Le 109 Case della salute e gli ambulatori dei medici di medicina generale, in integrazione con i Centri Diabetologici e gli ambulatori infermieristici per la gestione della cronicità nelle Case della Salute, seguono i pazienti affetti da diabete mellito tipo 2.
Citando l’articolo: collaborando nelle Case della salute con le équipe multidisciplinari (infermieri, medici di base, pediatri, assistenti sociali) a sostegno dei pazienti e dei rispettivi familiari.
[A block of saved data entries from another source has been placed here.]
//! Example demonstrating the pool-backed second-chance cache.
//!
//! Stores two value types in one cache keyed by `str`, shows a hit, an
//! eviction with a requeue, and the pool's slot accounting.
//!
//! Run with: RUST_LOG=poolcache=debug cargo run --example basic_pool_cache

use poolcache::prelude::*;

/// Value keyed by the whole string.
#[derive(Debug)]
struct Word(String);

impl KeyProvider<str> for Word {
    fn from_key(key: &str) -> Self {
        Word(key.to_string())
    }

    fn matches(&self, key: &str) -> bool {
        self.0 == key
    }
}

/// Value keyed by the first letter, as its offset from 'a'.
#[derive(Debug)]
struct Letter(i32);

impl KeyProvider<str> for Letter {
    fn from_key(key: &str) -> Self {
        Letter(first_offset(key))
    }

    fn matches(&self, key: &str) -> bool {
        self.0 == first_offset(key)
    }
}

fn first_offset(key: &str) -> i32 {
    key.bytes().next().map_or(-1, |b| i32::from(b) - i32::from(b'a'))
}

fn main() -> Result<(), Box<dyn std::error::Error>> {
    tracing_subscriber::fmt()
        .with_env_filter(
            tracing_subscriber::EnvFilter::from_default_env()
                .add_directive(tracing::Level::INFO.into()),
        )
        .init();

    println!("=== Raw Pool ===\n");

    let word = size_of::<Word>();
    let mut pool = PoolAllocator::new(4 * word, [word])?;
    let handles: Vec<_> = (0..4).map(|_| pool.allocate(word)).collect::<Result<_, _>>()?;
    println!("allocated 4 slots of {} bytes", word);
    println!("  next allocation: {:?}", pool.allocate(word).err());
    for handle in handles {
        pool.deallocate(handle)?;
    }
    println!("  used after release: {:?}\n", pool.used_slots(word));

    println!("=== Second-Chance Cache ===\n");

    let mut cache = CacheBuilder::new(3)
        .block_size(4 * word)
        .size_class_of::<Word>()
        .size_class_of::<Letter>()
        .build::<str>()?;

    cache.get::<Word>("apple")?;
    cache.get::<Letter>("banana")?;
    cache.get::<Word>("cherry")?;
    print!("filled:          {}", cache);

    cache.get::<Word>("apple")?;
    print!("apple hit:       {}", cache);

    // "blueberry" shares its first letter with the Letter entry
    println!("blueberry value: {:?}", cache.get::<Letter>("blueberry")?);

    cache.get::<Word>("date")?;
    print!("date inserted:   {}", cache);

    match cache.get::<Word>("berry") {
        Err(err) => println!("berry as Word:   {}", err),
        Ok(value) => println!("berry as Word:   {:?}", value),
    }

    let stats = cache.allocator().stats();
    println!(
        "\npool: {} of {} slots in use, cache len {}",
        stats.used_slots(),
        stats.total_slots(),
        cache.len()
    );

    cache.clear()?;
    println!("after clear: {} slots in use", cache.allocator().stats().used_slots());
    Ok(())
}
//! Recency queue with second-chance eviction.
//!
//! Entries sit in a `VecDeque` ordered by recency: the front holds the most
//! recently inserted (or requeued) entry, the back holds the eviction
//! candidate. Each entry carries a referenced bit that grants it one extra
//! pass before eviction.
//!
//! ## Architecture
//!
//! ```text
//!   ┌──────────────────────────────────────────────────────────────────────┐
//!   │                     SecondChanceQueue<T>                              │
//!   │                                                                       │
//!   │   front                                                  back         │
//!   │   ┌─────────┐   ┌─────────┐   ┌─────────┐   ┌─────────┐               │
//!   │   │ D ref=0 │ ─ │ C ref=0 │ ─ │ B ref=1 │ ─ │ A ref=1 │  ◄── victim?  │
//!   │   └─────────┘   └─────────┘   └─────────┘   └─────────┘               │
//!   │                                                                       │
//!   │   evict():                                                            │
//!   │   [A ref=1] -> move to front, ref=0                                   │
//!   │   [B ref=1] -> move to front, ref=0                                   │
//!   │   [C ref=0] -> pop, return C                                          │
//!   └──────────────────────────────────────────────────────────────────────┘
//! ```
//!
//! ## Entry States
//!
//! ```text
//!   push_front ──► fresh ──mark_referenced──► referenced
//!                    ▲                            │
//!                    └──── requeued by evict() ◄──┘
//!   fresh at the back during evict() ──► removed (terminal)
//! ```
//!
//! ## Termination
//!
//! Requeueing always clears the bit, so after at most `len` requeues every
//! entry that was referenced when the sweep began has become fresh and the
//! back entry must be evicted. [`evict`](SecondChanceQueue::evict) reports
//! how many requeues it performed.
//!
//! ## Performance Characteristics
//!
//! | Operation         | Time   | Notes                                 |
//! |-------------------|--------|---------------------------------------|
//! | `push_front`      | O(1)   | Amortized                             |
//! | `position`        | O(n)   | Linear scan, front to back            |
//! | `mark_referenced` | O(1)   | Sets the bit, no movement             |
//! | `evict`           | O(n)   | At most `len` requeues                |

use std::collections::VecDeque;

#[derive(Debug)]
struct Entry<T> {
    value: T,
    referenced: bool,
}

/// Result of a second-chance sweep.
#[derive(Debug, PartialEq, Eq)]
pub struct Eviction<T> {
    /// The removed entry's value.
    pub value: T,
    /// Number of referenced entries moved to the front before the victim was
    /// found.
    pub requeues: usize,
}

/// Recency-ordered queue implementing second-chance (clock) eviction.
#[derive(Debug)]
pub struct SecondChanceQueue<T> {
    entries: VecDeque<Entry<T>>,
}

impl<T> SecondChanceQueue<T> {
    pub fn new() -> Self {
        Self {
            entries: VecDeque::new(),
        }
    }

    pub fn with_capacity(capacity: usize) -> Self {
        Self {
            entries: VecDeque::with_capacity(capacity),
        }
    }

    pub fn len(&self) -> usize {
        self.entries.len()
    }

    pub fn is_empty(&self) -> bool {
        self.entries.is_empty()
    }

    /// Inserts `value` at the front with the referenced bit clear.
    pub fn push_front(&mut self, value: T) {
        self.entries.push_front(Entry {
            value,
            referenced: false,
        });
    }

    /// Index (from the front) of the first entry whose value satisfies `pred`.
    pub fn position(&self, mut pred: impl FnMut(&T) -> bool) -> Option<usize> {
        self.entries.iter().position(|entry| pred(&entry.value))
    }

    pub fn get(&self, idx: usize) -> Option<&T> {
        self.entries.get(idx).map(|entry| &entry.value)
    }

    pub fn get_mut(&mut self, idx: usize) -> Option<&mut T> {
        self.entries.get_mut(idx).map(|entry| &mut entry.value)
    }

    /// Sets the referenced bit of the entry at `idx`; returns `false` if
    /// there is no such entry.
    pub fn mark_referenced(&mut self, idx: usize) -> bool {
        match self.entries.get_mut(idx) {
            Some(entry) => {
                entry.referenced = true;
                true
            },
            None => false,
        }
    }

    pub fn is_referenced(&self, idx: usize) -> Option<bool> {
        self.entries.get(idx).map(|entry| entry.referenced)
    }

    /// Runs the second-chance sweep and removes the victim.
    ///
    /// While the back entry is referenced it is moved to the front with its
    /// bit cleared; the first unreferenced back entry is removed and
    /// returned. Returns `None` only when the queue is empty.
    pub fn evict(&mut self) -> Option<Eviction<T>> {
        let mut requeues = 0;
        loop {
            let back = self.entries.back_mut()?;
            if !back.referenced {
                break;
            }
            back.referenced = false;
            // back_mut() just returned Some, so pop_back cannot fail
            if let Some(entry) = self.entries.pop_back() {
                self.entries.push_front(entry);
            }
            requeues += 1;
            debug_assert!(
                requeues <= self.entries.len(),
                "second-chance sweep exceeded queue length"
            );
        }
        let victim = self.entries.pop_back()?;
        Some(Eviction {
            value: victim.value,
            requeues,
        })
    }

    /// Removes the back entry without consulting the referenced bit.
    pub fn pop_back(&mut self) -> Option<T> {
        self.entries.pop_back().map(|entry| entry.value)
    }

    /// Removes every entry, front to back.
    pub fn drain(&mut self) -> impl Iterator<Item = T> + '_ {
        self.entries.drain(..).map(|entry| entry.value)
    }

    /// Iterates `(value, referenced)` pairs from front to back.
    pub fn iter(&self) -> impl Iterator<Item = (&T, bool)> {
        self.entries
            .iter()
            .map(|entry| (&entry.value, entry.referenced))
    }
}

impl<T> Default for SecondChanceQueue<T> {
    fn default() -> Self {
        Self::new()
    }
}
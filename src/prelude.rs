//! Commonly used types, for glob import.

pub use crate::builder::{CacheBuilder, PoolConfig};
pub use crate::error::{AllocError, CacheError, ConfigError, InvariantError};
pub use crate::policy::second_chance::{EntrySnapshot, PoolCache};
pub use crate::store::handle::{Pooled, SlotHandle};
pub use crate::store::pool::{PoolAllocator, PoolStats};
pub use crate::traits::{Allocator, AsAny, KeyProvider};
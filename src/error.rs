//! Error types for the poolcache library.
//!
//! ## Key Components
//!
//! - [`AllocError`]: Returned by the pool allocator when a request cannot be
//!   satisfied or a release does not name a slot the pool handed out.
//! - [`CacheError`]: Returned by [`PoolCache::get`](crate::policy::second_chance::PoolCache::get);
//!   wraps allocator failures and checked-downcast mismatches.
//! - [`ConfigError`]: Returned when construction parameters are invalid
//!   (zero capacity, zero block size, oversized size class).
//! - [`InvariantError`]: Returned by `check_invariants` methods when an
//!   internal invariant does not hold.
//!
//! ## Example Usage
//!
//! ```
//! use poolcache::error::{AllocError, ConfigError};
//! use poolcache::store::pool::PoolAllocator;
//!
//! // Zero-sized blocks are rejected up front
//! let bad: Result<PoolAllocator, ConfigError> = PoolAllocator::new(0, [8]);
//! assert!(bad.is_err());
//!
//! // Requests with no matching size class fail with OutOfMemory
//! let mut pool = PoolAllocator::new(64, [8]).unwrap();
//! assert_eq!(pool.allocate(16).unwrap_err(), AllocError::OutOfMemory { size: 16 });
//! ```

use std::fmt;

// ---------------------------------------------------------------------------
// AllocError
// ---------------------------------------------------------------------------

/// Error returned by [`PoolAllocator`](crate::store::pool::PoolAllocator)
/// operations.
#[derive(Debug, Clone, Copy, PartialEq, Eq)]
pub enum AllocError {
    /// No size class matches `size`, or the matching class has no free slot.
    OutOfMemory {
        /// Requested element size in bytes.
        size: usize,
    },
    /// Address does not fall on a slot of this pool's arena.
    ForeignPointer {
        /// The rejected address.
        addr: usize,
    },
    /// Handle was issued by a different pool.
    ForeignHandle,
    /// Handle refers to a slot that has since been released (and possibly
    /// reused).
    StaleHandle,
    /// Address names a slot that is already free.
    DoubleFree {
        /// The rejected address.
        addr: usize,
    },
    /// Slot address does not satisfy the alignment of the requested type.
    Misaligned {
        /// Element size in bytes.
        size: usize,
        /// Required alignment in bytes.
        align: usize,
    },
}

impl fmt::Display for AllocError {
    fn fmt(&self, f: &mut fmt::Formatter<'_>) -> fmt::Result {
        match self {
            AllocError::OutOfMemory { size } => {
                write!(f, "out of memory: no free slot for {} byte element", size)
            },
            AllocError::ForeignPointer { addr } => {
                write!(f, "address {:#x} is not a slot of this pool", addr)
            },
            AllocError::ForeignHandle => f.write_str("handle was issued by a different pool"),
            AllocError::StaleHandle => f.write_str("handle refers to a released slot"),
            AllocError::DoubleFree { addr } => {
                write!(f, "slot at {:#x} is already free", addr)
            },
            AllocError::Misaligned { size, align } => write!(
                f,
                "slot for {} byte element is not aligned to {} bytes",
                size, align
            ),
        }
    }
}

impl std::error::Error for AllocError {}

// ---------------------------------------------------------------------------
// CacheError
// ---------------------------------------------------------------------------

/// Error returned by cache lookups.
#[derive(Debug, Clone, PartialEq, Eq)]
pub enum CacheError {
    /// The allocator could not construct or release a value.
    Alloc(AllocError),
    /// The entry matching the key holds a different concrete type than the
    /// one requested.
    TypeMismatch {
        /// Type requested by the caller.
        expected: &'static str,
        /// Type actually stored for the key.
        found: &'static str,
    },
}

impl fmt::Display for CacheError {
    fn fmt(&self, f: &mut fmt::Formatter<'_>) -> fmt::Result {
        match self {
            CacheError::Alloc(err) => write!(f, "allocation failed: {}", err),
            CacheError::TypeMismatch { expected, found } => write!(
                f,
                "type mismatch: requested {}, entry holds {}",
                expected, found
            ),
        }
    }
}

impl std::error::Error for CacheError {
    fn source(&self) -> Option<&(dyn std::error::Error + 'static)> {
        match self {
            CacheError::Alloc(err) => Some(err),
            CacheError::TypeMismatch { .. } => None,
        }
    }
}

impl From<AllocError> for CacheError {
    fn from(err: AllocError) -> Self {
        CacheError::Alloc(err)
    }
}

// ---------------------------------------------------------------------------
// InvariantError
// ---------------------------------------------------------------------------

/// Error returned when internal invariants are violated.
///
/// Produced by `check_invariants` methods on
/// [`PoolAllocator`](crate::store::pool::PoolAllocator) and
/// [`PoolCache`](crate::policy::second_chance::PoolCache).
#[derive(Debug, Clone, PartialEq, Eq)]
pub struct InvariantError(String);

impl InvariantError {
    /// Creates a new `InvariantError` with the given description.
    #[inline]
    pub fn new(msg: impl Into<String>) -> Self {
        Self(msg.into())
    }

    /// Returns the error description.
    #[inline]
    pub fn message(&self) -> &str {
        &self.0
    }
}

impl fmt::Display for InvariantError {
    fn fmt(&self, f: &mut fmt::Formatter<'_>) -> fmt::Result {
        f.write_str(&self.0)
    }
}

impl std::error::Error for InvariantError {}

// ---------------------------------------------------------------------------
// ConfigError
// ---------------------------------------------------------------------------

/// Error returned when construction parameters are invalid.
///
/// # Example
///
/// ```
/// use poolcache::builder::CacheBuilder;
///
/// let err = CacheBuilder::new(0).size_class(8).build::<u64>().unwrap_err();
/// assert!(err.to_string().contains("capacity"));
/// ```
#[derive(Debug, Clone, PartialEq, Eq)]
pub struct ConfigError(String);

impl ConfigError {
    /// Creates a new `ConfigError` with the given description.
    #[inline]
    pub fn new(msg: impl Into<String>) -> Self {
        Self(msg.into())
    }

    /// Returns the error description.
    #[inline]
    pub fn message(&self) -> &str {
        &self.0
    }
}

impl fmt::Display for ConfigError {
    fn fmt(&self, f: &mut fmt::Formatter<'_>) -> fmt::Result {
        f.write_str(&self.0)
    }
}

impl std::error::Error for ConfigError {}

// ---------------------------------------------------------------------------
// Tests
// ---------------------------------------------------------------------------

#[cfg(test)]
mod tests {
    use super::*;
    use std::error::Error;

    // -- AllocError -------------------------------------------------------

    #[test]
    fn alloc_out_of_memory_mentions_size() {
        let err = AllocError::OutOfMemory { size: 24 };
        assert!(err.to_string().contains("24 byte"));
    }

    #[test]
    fn alloc_foreign_pointer_renders_hex() {
        let err = AllocError::ForeignPointer { addr: 0x1000 };
        assert!(err.to_string().contains("0x1000"));
    }

    #[test]
    fn alloc_implements_std_error() {
        fn assert_error<T: std::error::Error>() {}
        assert_error::<AllocError>();
    }

    // -- CacheError -------------------------------------------------------

    #[test]
    fn cache_from_alloc_keeps_source() {
        let err: CacheError = AllocError::StaleHandle.into();
        assert_eq!(err, CacheError::Alloc(AllocError::StaleHandle));
        let source = err.source().expect("alloc errors carry a source");
        assert_eq!(source.to_string(), AllocError::StaleHandle.to_string());
    }

    #[test]
    fn cache_type_mismatch_names_both_types() {
        let err = CacheError::TypeMismatch {
            expected: "u32",
            found: "alloc::string::String",
        };
        let msg = err.to_string();
        assert!(msg.contains("u32"));
        assert!(msg.contains("String"));
        assert!(err.source().is_none());
    }

    // -- InvariantError ---------------------------------------------------

    #[test]
    fn invariant_display_shows_message() {
        let err = InvariantError::new("queue longer than capacity");
        assert_eq!(err.to_string(), "queue longer than capacity");
        assert_eq!(err.message(), "queue longer than capacity");
    }

    #[test]
    fn invariant_clone_and_eq() {
        let a = InvariantError::new("x");
        let b = a.clone();
        assert_eq!(a, b);
    }

    // -- ConfigError ------------------------------------------------------

    #[test]
    fn config_display_shows_message() {
        let err = ConfigError::new("block size must be > 0");
        assert_eq!(err.to_string(), "block size must be > 0");
    }

    #[test]
    fn config_debug_includes_message() {
        let err = ConfigError::new("bad size class");
        let dbg = format!("{:?}", err);
        assert!(dbg.contains("bad size class"));
    }

    #[test]
    fn config_implements_std_error() {
        fn assert_error<T: std::error::Error>() {}
        assert_error::<ConfigError>();
    }
}
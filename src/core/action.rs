//! Action domain model

use crate::core::{
    job::Job,
    log::{LogBuffer, LogRecorder},
    status::Status,
};
use serde::{Deserialize, Serialize};

/// An ordered group of jobs within a normal stage
#[derive(Debug, Clone, Default, PartialEq, Serialize, Deserialize)]
pub struct Action {
    pub name: String,

    #[serde(default)]
    pub title: String,

    #[serde(default)]
    pub status: Status,

    #[serde(default, skip_serializing_if = "LogBuffer::is_empty")]
    pub logs: LogBuffer,

    #[serde(default)]
    pub jobs: Vec<Job>,
}

impl Action {
    pub fn new(name: impl Into<String>, jobs: Vec<Job>) -> Self {
        Self {
            name: name.into(),
            jobs,
            ..Self::default()
        }
    }

    /// Append to this action's own log
    pub fn log(&self, recorder: &LogRecorder, line: &str, verbose: bool) {
        recorder.log(&self.logs, line, verbose);
    }
}
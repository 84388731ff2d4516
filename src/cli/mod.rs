//! Command-line interface

pub mod commands;
pub mod output;
pub mod terminal_output;

use clap::{Parser, Subcommand};
use commands::{HistoryCommand, RunCommand, ValidateCommand};
use std::ffi::OsString;

/// Staged flow orchestrator for containerized jobs
#[derive(Debug, Parser, Clone)]
#[command(name = "devflow")]
#[command(version = "0.1.0")]
#[command(about = "Run staged DevOps flows of containerized jobs", long_about = None)]
pub struct Cli {
    #[command(subcommand)]
    pub command: Command,

    /// Enable verbose logging and mirror every flow log line
    #[arg(short, long, global = true)]
    pub verbose: bool,
}

/// Available commands
#[derive(Debug, Subcommand, Clone)]
pub enum Command {
    /// Run a flow
    Run(RunCommand),

    /// Validate a flow definition
    Validate(ValidateCommand),

    /// Show run history of a flow
    History(HistoryCommand),
}

impl Cli {
    /// Parse CLI arguments from environment
    pub fn from_args() -> Self {
        Self::parse()
    }

    /// Parse CLI arguments from a slice
    pub fn try_parse_from<I, T>(itr: I) -> Result<Self, clap::Error>
    where
        I: IntoIterator<Item = T>,
        T: Into<OsString> + Clone,
    {
        <Self as Parser>::try_parse_from(itr)
    }
}
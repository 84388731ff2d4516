//! kubectl job backend - runs each job as a one-shot pod

use crate::core::{Job, Status};
use crate::dispatch::{DispatchError, DispatcherConfig, JobDispatcher, JobReport};
use async_trait::async_trait;
use serde_json::json;
use std::time::Duration;
use tokio::process::Command;
use tokio::time::timeout;
use tracing::{debug, warn};
use uuid::Uuid;

/// Runs jobs through `kubectl run --rm --attach`
#[derive(Debug, Clone)]
pub struct KubectlDispatcher {
    kubectl: String,
    namespace: Option<String>,
    default_timeout_secs: u64,
}

impl KubectlDispatcher {
    pub fn new(config: DispatcherConfig) -> Self {
        Self {
            kubectl: config.kubectl.unwrap_or_else(|| "kubectl".to_string()),
            namespace: config.namespace,
            default_timeout_secs: config.timeout_secs,
        }
    }

    #[cfg(test)]
    pub fn kubectl_path(&self) -> &str {
        &self.kubectl
    }

    fn timeout_for(&self, job: &Job) -> u64 {
        if job.timeout > 0 {
            job.timeout
        } else {
            self.default_timeout_secs
        }
    }

    /// Command-line arguments for running `job` as pod `pod`
    pub fn build_args(&self, job: &Job, pod: &str) -> Vec<String> {
        let mut args = vec![
            "run".to_string(),
            pod.to_string(),
            format!("--image={}", job.endpoint),
            "--restart=Never".to_string(),
            "--rm".to_string(),
            "--attach".to_string(),
            "--quiet".to_string(),
            format!("--labels=devflow/kind={}", job.kind),
        ];

        if let Some(namespace) = &self.namespace {
            args.push(format!("--namespace={}", namespace));
        }

        for (key, value) in job.environment() {
            args.push(format!("--env={}={}", key, value));
        }

        if !job.resources.is_empty() {
            let mut requests = serde_json::Map::new();
            if !job.resources.cpu.is_empty() {
                requests.insert("cpu".to_string(), json!(job.resources.cpu));
            }
            if !job.resources.memory.is_empty() {
                requests.insert("memory".to_string(), json!(job.resources.memory));
            }
            let overrides = json!({
                "apiVersion": "v1",
                "spec": {
                    "containers": [{
                        "name": pod,
                        "resources": { "requests": requests }
                    }]
                }
            });
            args.push("--override-type=strategic".to_string());
            args.push(format!("--overrides={}", overrides));
        }

        args
    }
}

#[async_trait]
impl JobDispatcher for KubectlDispatcher {
    async fn execute(&self, job: &Job) -> Result<JobReport, DispatchError> {
        let pod = format!("devflow-{}", &Uuid::new_v4().simple().to_string()[..12]);
        let timeout_secs = self.timeout_for(job);
        let args = self.build_args(job, &pod);

        debug!("Spawning {} {}", self.kubectl, args.join(" "));

        let result = timeout(
            Duration::from_secs(timeout_secs),
            Command::new(&self.kubectl)
                .args(&args)
                .kill_on_drop(true)
                .output(),
        )
        .await
        .map_err(|_| DispatchError::Timeout(timeout_secs))?;

        let output = result.map_err(|e| {
            DispatchError::Internal(format!("failed to execute {}: {}", self.kubectl, e))
        })?;

        let lines: Vec<String> = String::from_utf8_lossy(&output.stdout)
            .lines()
            .map(str::to_string)
            .collect();

        match output.status.code() {
            Some(0) => {
                debug!("pod {} finished with {} output lines", pod, lines.len());
                Ok(JobReport::success(lines))
            }
            Some(code) => {
                let stderr = String::from_utf8_lossy(&output.stderr).trim().to_string();
                warn!("pod {} exited with code {}: {}", pod, code, stderr);
                Err(DispatchError::Exited { code, stderr })
            }
            // Terminated by a signal, nobody let it finish
            None => Ok(JobReport {
                status: Status::Cancel,
                output: lines,
            }),
        }
    }
}
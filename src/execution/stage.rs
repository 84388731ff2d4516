//! Stage executor - runs a stage's actions according to its kind and sequencing

use crate::{
    core::{Action, LogBuffer, Sequencing, Stage, StageKind, Status},
    execution::{context::RunContext, report::FaultScope, runner::ActionRunner},
};
use futures::future::join_all;
use tracing::{debug, info, warn};

/// Runs one stage of a flow
#[derive(Clone)]
pub struct StageExecutor {
    runner: ActionRunner,
}

impl StageExecutor {
    pub fn new(runner: ActionRunner) -> Self {
        Self { runner }
    }

    /// Run a stage and return its terminal status
    pub async fn run(&self, stage: &mut Stage, ctx: &RunContext, index: usize) -> Status {
        let recorder = ctx.recorder();

        stage.status = Status::Running;
        let line = format!("Stage [{}] status change to {}", stage.name, stage.status);
        stage.log(recorder, &line, false);
        ctx.log(&line).await;

        debug!("Running stage {} ({}) of {}", index, stage.kind, ctx.flow_uri());

        let status = match stage.kind {
            StageKind::Start => {
                self.pass_through(
                    stage,
                    ctx,
                    &format!("Start stage don't need any trigger in {} mode.", ctx.run_mode()),
                )
                .await
            }
            StageKind::End => {
                self.pass_through(stage, ctx, "End stage don't trigger any other flow.")
                    .await
            }
            StageKind::Pause => {
                self.pass_through(stage, ctx, "Pause stage has no resume trigger, continuing.")
                    .await
            }
            StageKind::Normal => self.run_normal(stage, ctx).await,
        };

        stage.status = status;
        let line = format!("Stage [{}] status change to {}", stage.name, status);
        stage.log(recorder, &line, false);
        ctx.log(&line).await;

        status
    }

    async fn pass_through(&self, stage: &Stage, ctx: &RunContext, notice: &str) -> Status {
        stage.log(ctx.recorder(), notice, false);
        ctx.log(notice).await;
        Status::Success
    }

    async fn run_normal(&self, stage: &mut Stage, ctx: &RunContext) -> Status {
        let Stage {
            name,
            title,
            sequencing,
            logs,
            actions,
            ..
        } = stage;
        let logs: &LogBuffer = logs;

        match sequencing {
            Some(Sequencing::Sequential) => self.run_sequential(title, logs, actions, ctx).await,
            Some(Sequencing::Concurrent) => self.run_concurrent(title, logs, actions, ctx).await,
            None => {
                let message = "normal stage has no sequencing mode";
                warn!("Stage {} of {}: {}", name, ctx.flow_uri(), message);
                let line = format!("Stage [{}] run error: {}", name, message);
                ctx.recorder().log(logs, &line, false);
                ctx.log(&line).await;
                ctx.record_fault(FaultScope::Definition, name.as_str(), message);
                Status::Failure
            }
        }
    }

    /// One action at a time, stopping at the first failure or cancel
    async fn run_sequential(
        &self,
        title: &str,
        logs: &LogBuffer,
        actions: &mut [Action],
        ctx: &RunContext,
    ) -> Status {
        let recorder = ctx.recorder();
        let mut status = Status::Success;

        for (i, action) in actions.iter_mut().enumerate() {
            let line = format!("The Number [{}] action is running: {}", i, title);
            recorder.log(logs, &line, false);
            ctx.log(&line).await;

            status = self.runner.run(action, ctx).await;
            if status.halts_traversal() {
                info!("Action {} ended with {}, skipping the rest of the stage", action.name, status);
                break;
            }
        }

        status
    }

    /// All actions at once, joined before the outcomes are aggregated
    ///
    /// Each branch buffers its stage-scope lines and appends them as one
    /// batch, so lines of one action stay together in the stage log.
    async fn run_concurrent(
        &self,
        title: &str,
        logs: &LogBuffer,
        actions: &mut [Action],
        ctx: &RunContext,
    ) -> Status {
        let recorder = ctx.recorder();

        let branches = actions.iter_mut().enumerate().map(move |(i, action)| async move {
            let line = format!("The Number [{}] action is running: {}", i, title);
            let mut lines = vec![recorder.stamp(&line)];
            ctx.log(&line).await;

            let status = self.runner.run(action, ctx).await;

            lines.push(recorder.stamp(&format!(
                "Action [{}] status change to {}",
                action.name, status
            )));
            logs.append_batch(lines);
            status
        });

        let statuses = join_all(branches).await;
        Status::aggregate(statuses)
    }
}
//! Job domain model - the leaf unit of work

use crate::core::status::Status;
use serde::{Deserialize, Serialize};
use std::collections::BTreeMap;

/// Resource request for a job
#[derive(Debug, Clone, Default, PartialEq, Eq, Serialize, Deserialize)]
pub struct Resources {
    /// CPU quantity, e.g. "500m" or "2"
    #[serde(default)]
    pub cpu: String,

    /// Memory quantity, e.g. "256Mi"
    #[serde(default)]
    pub memory: String,
}

impl Resources {
    pub fn is_empty(&self) -> bool {
        self.cpu.is_empty() && self.memory.is_empty()
    }
}

/// A single job dispatched to an execution backend
#[derive(Debug, Clone, Default, PartialEq, Serialize, Deserialize)]
pub struct Job {
    /// Job kind discriminator, e.g. "container"
    #[serde(rename = "type")]
    pub kind: String,

    /// Execution endpoint reference (container image for the kubectl backend)
    pub endpoint: String,

    /// Timeout in seconds, 0 means the backend default
    #[serde(default)]
    pub timeout: u64,

    #[serde(default)]
    pub resources: Resources,

    /// Environment variable mappings, applied in order
    #[serde(default)]
    pub environments: Vec<BTreeMap<String, String>>,

    /// Output captured from the backend
    #[serde(default, skip_serializing_if = "Vec::is_empty")]
    pub output: Vec<String>,

    #[serde(default)]
    pub status: Status,
}

impl Job {
    pub fn new(kind: impl Into<String>, endpoint: impl Into<String>) -> Self {
        Self {
            kind: kind.into(),
            endpoint: endpoint.into(),
            ..Self::default()
        }
    }

    /// Flattened environment; later mappings override earlier ones
    pub fn environment(&self) -> BTreeMap<String, String> {
        self.environments
            .iter()
            .flat_map(|m| m.iter().map(|(k, v)| (k.clone(), v.clone())))
            .collect()
    }
}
Ora, i “cittadini competenti” sono in grado, nei rispettivi ambiti locali, di fornire un supporto a persone affette da diabete e ai loro familiari, ma anche ai professionisti delle Case della salute nella presa in carico dei pazienti che fanno fatica a seguire le terapie e pazienti fragili. Possono fornire un sostegno nel complesso percorso di cambiamento degli stili di vita, nel diffondere la cultura dell’autocontrollo della malattia diabetica, nell’informazione nelle scuole per l’accoglienza di minori con diabete dal nido fino agli istituti di secondo grado.
E cioè cosa farebbero? Lo chiedo perché mi auguro vivamente che questa iniziativa, come tante altre, non nasconda “il depauperamento” in atto dei servizi essenziali. Conosco bene la gestione del diabete e mi sta bene che si possa fornire un supporto di sensibilizzazione, nella promozione degli stili di vita come ad es: esercizio fisico e dieta; ma attenzione, non vorrei che tali cittadini “formati” si sostituiscano a professionisti (vedi carenze organiche) o a centri per la distribuzione farmaci, questi ultimi, infatti, stanno già subendo un ridimensionamento nelle realtà rurali di certe regioni. Ci sono già dei progetti in atto per distribuire farmaci attraverso cooperative e tutto questo è pura follia.
Dove il pubblico non ha più risorse, si ricorre a donazioni private, onlus, fondazioni e volontariato… e via verso la privatizzazione.
Spero di essere in errore ma a volte a pensar male ci si azzecca.